● Activity
The required lines are those that contain "ControllerClient"; pull them out of the data and copy them.

● Collected data

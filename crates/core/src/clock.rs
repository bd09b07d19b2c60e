//! Clock abstraction for testable time handling.

use parking_lot::Mutex;
use std::sync::Arc;
use std::time::{Duration, Instant, SystemTime, UNIX_EPOCH};

/// A clock that provides the current time. Abstracted so the worker pool,
/// streamer, and autoscaler ticks can be driven deterministically in tests.
pub trait Clock: Clone + Send + Sync + 'static {
    fn now(&self) -> Instant;
    fn unix_seconds(&self) -> u64;
}

/// Real system clock.
#[derive(Clone, Default)]
pub struct SystemClock;

impl Clock for SystemClock {
    fn now(&self) -> Instant {
        Instant::now()
    }

    fn unix_seconds(&self) -> u64 {
        SystemTime::now().duration_since(UNIX_EPOCH).unwrap_or_default().as_secs()
    }
}

/// Fake clock for testing with controllable time.
#[derive(Clone)]
pub struct FakeClock {
    current: Arc<Mutex<Instant>>,
    unix_seconds: Arc<Mutex<u64>>,
}

impl FakeClock {
    pub fn new() -> Self {
        Self {
            current: Arc::new(Mutex::new(Instant::now())),
            unix_seconds: Arc::new(Mutex::new(1_700_000_000)),
        }
    }

    pub fn advance(&self, duration: Duration) {
        *self.current.lock() += duration;
        *self.unix_seconds.lock() += duration.as_secs();
    }

    pub fn set_unix_seconds(&self, secs: u64) {
        *self.unix_seconds.lock() = secs;
    }
}

impl Default for FakeClock {
    fn default() -> Self {
        Self::new()
    }
}

impl Clock for FakeClock {
    fn now(&self) -> Instant {
        *self.current.lock()
    }

    fn unix_seconds(&self) -> u64 {
        *self.unix_seconds.lock()
    }
}
//! Metrics seam (SPEC_FULL §10.3): the worker loop and autoscaler report
//! through this trait rather than depending on `prometheus` directly, so the
//! real registration lives in `runner-daemon` and engine unit tests can use
//! the no-op implementation below.

use std::time::Duration;

use runner_core::OutcomeKind;

/// Job-lifecycle counters/histograms the worker loop updates once per job.
/// Named after the four series in spec §6.5 (`opslevel_runner_jobs_*`).
pub trait JobMetricsSink: Send + Sync {
    fn job_started(&self);
    fn job_finished(&self, outcome: OutcomeKind, duration: Duration);
}

/// Discards everything; used by tests and as the default before a real
/// `PrometheusMetricsSink` (in `runner-daemon`) is wired in.
#[derive(Debug, Default, Clone, Copy)]
pub struct NoopMetricsSink;

impl JobMetricsSink for NoopMetricsSink {
    fn job_started(&self) {}
    fn job_finished(&self, _outcome: OutcomeKind, _duration: Duration) {}
}
//! Log stream repository
//!
//! Opens the persistent connection a log forwarder pushes lines on.

use anyhow::{Context, Result};
use async_trait::async_trait;
use gantry_client::{ControllerClient, LogStream};
use gantry_core::domain::log::LogStreamKey;
use std::sync::Arc;

/// Open connection to the controller's stage log endpoint
#[async_trait]
pub trait LogStreamSink: Send {
    /// Pushes one log line
    async fn send_line(&mut self, line: &str) -> Result<()>;

    /// Keep-alive while no lines are flowing
    async fn ping(&mut self) -> Result<()>;

    /// Sends a close frame and releases the connection
    async fn close(self: Box<Self>) -> Result<()>;
}

/// Factory for log stream connections
#[async_trait]
pub trait LogStreamConnector: Send + Sync {
    /// Opens the stream identified by `key`
    async fn connect(&self, key: &LogStreamKey) -> Result<Box<dyn LogStreamSink>>;
}

/// WebSocket implementation of LogStreamConnector
pub struct WsLogStreamConnector {
    client: Arc<ControllerClient>,
}

impl WsLogStreamConnector {
    pub fn new(client: Arc<ControllerClient>) -> Self {
        Self { client }
    }
}

#[async_trait]
impl LogStreamConnector for WsLogStreamConnector {
    async fn connect(&self, key: &LogStreamKey) -> Result<Box<dyn LogStreamSink>> {
        let stream = self
            .client
            .open_stage_log_stream(key)
            .await
            .with_context(|| format!("Failed to open log stream {}", key.file_name()))?;

        Ok(Box::new(stream))
    }
}

#[async_trait]
impl LogStreamSink for LogStream {
    async fn send_line(&mut self, line: &str) -> Result<()> {
        LogStream::send_line(self, line)
            .await
            .context("Failed to push log line")
    }

    async fn ping(&mut self) -> Result<()> {
        LogStream::ping(self).await.context("Failed to ping log stream")
    }

    async fn close(self: Box<Self>) -> Result<()> {
        LogStream::close(*self)
            .await
            .context("Failed to close log stream")
    }
}
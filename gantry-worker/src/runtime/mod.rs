//! Container runtime capability
//!
//! The stage manager only talks to containers through the `ContainerRuntime`
//! trait. Output of runtime operations goes into the stage's log buffer.

mod podman;

pub use podman::PodmanRuntime;

use anyhow::Result;
use async_trait::async_trait;
use gantry_core::domain::pipeline::Registry;
use std::collections::BTreeMap;
use std::path::{Path, PathBuf};
use tracing::{debug, warn};

use crate::logpipe::LogWriter;

/// Credentials for a registry
#[derive(Debug, Clone, PartialEq, Eq)]
pub struct RegistryAuth {
    pub server: String,
    pub username: String,
    pub password: String,
}

impl RegistryAuth {
    /// Credentials of a registry, `None` when it has no username
    pub fn from_registry(registry: &Registry) -> Option<Self> {
        if registry.username.is_empty() {
            return None;
        }

        Some(Self {
            server: registry.server.clone(),
            username: registry.username.clone(),
            password: registry.password.clone(),
        })
    }
}

/// What the main process of a container is
#[derive(Debug, Clone, PartialEq, Eq)]
pub enum ContainerCommand {
    /// Idle shell, commands are run with `exec`
    KeepAlive,
    /// The image's own entrypoint and command
    ImageDefault,
    /// Replaces the image entrypoint
    Entrypoint(Vec<String>),
}

/// Container to start in the background
#[derive(Debug, Clone, PartialEq, Eq)]
pub struct ContainerSpec {
    pub name: String,
    pub image: String,
    pub command: ContainerCommand,
    pub env: BTreeMap<String, String>,
    /// `host:container` bind mounts
    pub binds: Vec<String>,
    pub working_dir: Option<String>,
    pub network: Option<String>,
    /// Host name other containers of the network reach this one by
    pub network_alias: Option<String>,
}

impl ContainerSpec {
    pub fn new(name: impl Into<String>, image: impl Into<String>) -> Self {
        Self {
            name: name.into(),
            image: image.into(),
            command: ContainerCommand::KeepAlive,
            env: BTreeMap::new(),
            binds: Vec::new(),
            working_dir: None,
            network: None,
            network_alias: None,
        }
    }
}

/// Image build request
#[derive(Debug, Clone, PartialEq, Eq)]
pub struct BuildOptions {
    pub context_dir: PathBuf,
    pub dockerfile: PathBuf,
    /// Fully tagged image reference
    pub image: String,
}

/// Container operations used by the stages
#[async_trait]
pub trait ContainerRuntime: Send + Sync {
    /// Fails when the runtime cannot be used on this host
    async fn check_available(&self) -> Result<()>;

    /// Pulls an image, reporting layer progress to the log
    async fn pull_image(&self, image: &str, auth: Option<&RegistryAuth>, log: &LogWriter) -> Result<()>;

    /// Starts a container in the background, pulling its image when missing
    ///
    /// # Returns
    /// Name of the started container
    async fn start_container(
        &self,
        spec: &ContainerSpec,
        auth: Option<&RegistryAuth>,
        log: &LogWriter,
    ) -> Result<String>;

    /// Runs a shell command in a started container
    ///
    /// # Returns
    /// Exit code of the command
    async fn exec(&self, container: &str, command: &str, working_dir: Option<&str>, log: &LogWriter) -> Result<i32>;

    /// Copies a path out of a container into a host directory
    async fn copy_from_container(
        &self,
        container: &str,
        container_path: &str,
        host_dir: &Path,
        log: &LogWriter,
    ) -> Result<()>;

    /// Builds and tags an image
    async fn build_image(&self, options: &BuildOptions, auth: Option<&RegistryAuth>, log: &LogWriter) -> Result<()>;

    /// Pushes an image, reporting layer progress to the log
    async fn push_image(&self, image: &str, auth: Option<&RegistryAuth>, log: &LogWriter) -> Result<()>;

    /// Stops and removes a container
    async fn remove_container(&self, name: &str) -> Result<()>;

    /// Creates a network containers can join and resolve each other on
    async fn create_network(&self, name: &str) -> Result<()>;

    async fn remove_network(&self, name: &str) -> Result<()>;
}

/// Containers and networks started for one stage
///
/// `release` must be awaited on every exit path of the stage; removal
/// failures are logged and never escalated.
#[derive(Debug, Default)]
pub struct ContainerGuard {
    containers: Vec<String>,
    networks: Vec<String>,
}

impl ContainerGuard {
    pub fn new() -> Self {
        Self::default()
    }

    pub fn track_container(&mut self, name: impl Into<String>) {
        self.containers.push(name.into());
    }

    pub fn track_network(&mut self, name: impl Into<String>) {
        self.networks.push(name.into());
    }

    /// Removes everything, most recent first
    pub async fn release(self, runtime: &dyn ContainerRuntime) {
        for name in self.containers.iter().rev() {
            match runtime.remove_container(name).await {
                Ok(()) => debug!("Container {} removed", name),
                Err(e) => warn!("Failed to remove container {}: {:#}", name, e),
            }
        }

        for name in self.networks.iter().rev() {
            if let Err(e) = runtime.remove_network(name).await {
                warn!("Failed to remove network {}: {:#}", name, e);
            }
        }
    }
}

/// Rewrites a registry progress line into the `layer <id>: ...` form
///
/// Lines that are not about a specific blob are returned unchanged.
pub fn mark_layer_progress(line: &str) -> String {
    const BLOB_PREFIXES: [&str; 2] = ["Copying blob ", "Copying config "];

    for prefix in BLOB_PREFIXES {
        let Some(rest) = line.strip_prefix(prefix) else {
            continue;
        };
        let digest = rest.split_whitespace().next().unwrap_or_default();
        let digest = digest.strip_prefix("sha256:").unwrap_or(digest);
        let layer: String = digest.chars().take(12).collect();
        if !layer.is_empty() {
            return format!("layer {}: {}", layer, line);
        }
    }

    line.to_string()
}
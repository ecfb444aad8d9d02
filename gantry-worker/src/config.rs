//! Worker configuration
//!
//! Defines all configurable parameters for the worker including polling,
//! concurrency bounds, local directories, log flushing and registry access.

use gantry_core::domain::event::LEASE_WINDOW_SECS;
use gantry_core::domain::pipeline::Registry;
use std::path::PathBuf;
use std::time::Duration;
use uuid::Uuid;

/// Worker configuration
#[derive(Debug, Clone)]
pub struct Config {
    /// Unique identifier for this worker instance
    pub worker_id: String,

    /// Controller base URL (e.g., "http://localhost:8080")
    pub controller_url: String,

    /// Event to run in dispatch mode; the worker polls when unset
    pub event_id: Option<Uuid>,

    /// How often to ask the controller for the next event
    pub poll_interval: Duration,

    /// Maximum number of runs executed at the same time in poll mode
    pub max_parallel_runs: usize,

    /// Maximum number of image build/release tasks running at the same time
    pub max_parallel_tasks: usize,

    /// Directory holding one checkout workspace per run
    pub workspace_base: PathBuf,

    /// Directory holding the local stage log buffers
    pub log_dir: PathBuf,

    /// Delay between the end of a stage and the stop of its log forwarder
    pub log_flush_grace: Duration,

    /// How often the lease of a running event is renewed
    pub lease_renew_interval: Duration,

    /// Registry used when the project does not define one
    pub registry: Option<Registry>,
}

impl Config {
    /// Creates a new configuration with defaults
    pub fn new(worker_id: String, controller_url: String) -> Self {
        Self {
            worker_id,
            controller_url,
            event_id: None,
            poll_interval: Duration::from_secs(5),
            max_parallel_runs: 2,
            max_parallel_tasks: 4,
            workspace_base: PathBuf::from("/tmp/gantry/workspaces"),
            log_dir: PathBuf::from("/tmp/gantry/logs"),
            log_flush_grace: Duration::from_millis(3000),
            lease_renew_interval: Duration::from_secs(60),
            registry: None,
        }
    }

    /// Creates configuration from environment variables
    ///
    /// Expected environment variables:
    /// - WORKER_ID (required)
    /// - CONTROLLER_URL (required)
    /// - EVENT_ID (optional, runs that single event and exits)
    /// - POLL_INTERVAL (optional, seconds, default: 5)
    /// - MAX_PARALLEL_RUNS (optional, default: 2)
    /// - MAX_PARALLEL_TASKS (optional, default: 4)
    /// - WORKSPACE_BASE (optional, default: /tmp/gantry/workspaces)
    /// - LOG_DIR (optional, default: /tmp/gantry/logs)
    /// - LOG_FLUSH_GRACE_MS (optional, milliseconds, default: 3000)
    /// - LEASE_RENEW_INTERVAL (optional, seconds, default: 60)
    /// - REGISTRY_LOCATION, REGISTRY_USERNAME, REGISTRY_PASSWORD (optional)
    pub fn from_env() -> anyhow::Result<Self> {
        let worker_id = std::env::var("WORKER_ID")
            .map_err(|_| anyhow::anyhow!("WORKER_ID environment variable not set"))?;

        let controller_url = std::env::var("CONTROLLER_URL")
            .map_err(|_| anyhow::anyhow!("CONTROLLER_URL environment variable not set"))?;

        let event_id = Self::event_id_from_env()?;

        let defaults = Self::new(worker_id, controller_url);

        let poll_interval = env_parse::<u64>("POLL_INTERVAL")
            .map(Duration::from_secs)
            .unwrap_or(defaults.poll_interval);

        let max_parallel_runs =
            env_parse::<usize>("MAX_PARALLEL_RUNS").unwrap_or(defaults.max_parallel_runs);

        let max_parallel_tasks =
            env_parse::<usize>("MAX_PARALLEL_TASKS").unwrap_or(defaults.max_parallel_tasks);

        let workspace_base = std::env::var("WORKSPACE_BASE")
            .map(PathBuf::from)
            .unwrap_or_else(|_| defaults.workspace_base.clone());

        let log_dir = std::env::var("LOG_DIR")
            .map(PathBuf::from)
            .unwrap_or_else(|_| defaults.log_dir.clone());

        let log_flush_grace = env_parse::<u64>("LOG_FLUSH_GRACE_MS")
            .map(Duration::from_millis)
            .unwrap_or(defaults.log_flush_grace);

        let lease_renew_interval = env_parse::<u64>("LEASE_RENEW_INTERVAL")
            .map(Duration::from_secs)
            .unwrap_or(defaults.lease_renew_interval);

        let registry = std::env::var("REGISTRY_LOCATION")
            .ok()
            .filter(|location| !location.trim().is_empty())
            .map(|location| {
                registry_from_location(
                    &location,
                    std::env::var("REGISTRY_USERNAME").unwrap_or_default(),
                    std::env::var("REGISTRY_PASSWORD").unwrap_or_default(),
                )
            });

        Ok(Self {
            event_id,
            poll_interval,
            max_parallel_runs,
            max_parallel_tasks,
            workspace_base,
            log_dir,
            log_flush_grace,
            lease_renew_interval,
            registry,
            ..defaults
        })
    }

    /// Reads `EVENT_ID`; a value that is set but not a uuid is an error
    pub fn event_id_from_env() -> anyhow::Result<Option<Uuid>> {
        parse_event_id(std::env::var("EVENT_ID").ok().as_deref())
    }

    /// Picks the loaded configuration, or the defaults when loading failed
    ///
    /// The defaults keep the requested event, so a worker started for one
    /// event never falls back to polling.
    pub fn or_default(loaded: anyhow::Result<Self>, event_id: Option<Uuid>) -> Self {
        match loaded {
            Ok(config) => config,
            Err(e) => {
                tracing::info!("Failed to load config from environment ({}), using defaults", e);
                Self {
                    event_id,
                    ..Self::default()
                }
            }
        }
    }

    /// Validates the configuration
    pub fn validate(&self) -> anyhow::Result<()> {
        if self.worker_id.is_empty() {
            anyhow::bail!("worker_id cannot be empty");
        }

        if self.controller_url.is_empty() {
            anyhow::bail!("controller_url cannot be empty");
        }

        if !self.controller_url.starts_with("http://") && !self.controller_url.starts_with("https://") {
            anyhow::bail!("controller_url must start with http:// or https://");
        }

        if self.poll_interval.as_secs() == 0 {
            anyhow::bail!("poll_interval must be greater than 0");
        }

        if self.max_parallel_runs == 0 {
            anyhow::bail!("max_parallel_runs must be greater than 0");
        }

        if self.max_parallel_tasks == 0 {
            anyhow::bail!("max_parallel_tasks must be greater than 0");
        }

        if self.lease_renew_interval.is_zero()
            || self.lease_renew_interval.as_secs() >= LEASE_WINDOW_SECS as u64
        {
            anyhow::bail!(
                "lease_renew_interval must be between 1s and the {}s lease window",
                LEASE_WINDOW_SECS
            );
        }

        Ok(())
    }
}

impl Default for Config {
    fn default() -> Self {
        Self::new(Uuid::new_v4().to_string(), "http://localhost:8080".to_string())
    }
}

fn parse_event_id(raw: Option<&str>) -> anyhow::Result<Option<Uuid>> {
    match raw.map(str::trim) {
        Some(raw) if !raw.is_empty() => Uuid::parse_str(raw)
            .map(Some)
            .map_err(|e| anyhow::anyhow!("EVENT_ID is not a valid uuid: {}", e)),
        _ => Ok(None),
    }
}

fn env_parse<T: std::str::FromStr>(name: &str) -> Option<T> {
    std::env::var(name).ok().and_then(|s| s.trim().parse::<T>().ok())
}

/// Splits `server[/repository]` into a registry definition
fn registry_from_location(location: &str, username: String, password: String) -> Registry {
    let location = location.trim().trim_end_matches('/');
    let (server, repository) = match location.split_once('/') {
        Some((server, repository)) => (server, repository),
        None => (location, ""),
    };

    Registry {
        server: server.to_string(),
        repository: repository.to_string(),
        username,
        password,
    }
}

● Written response
use gantry_client::{ControllerClient, LogStream};
    client: Arc<ControllerClient>,
    pub fn new(client: Arc<ControllerClient>) -> Self {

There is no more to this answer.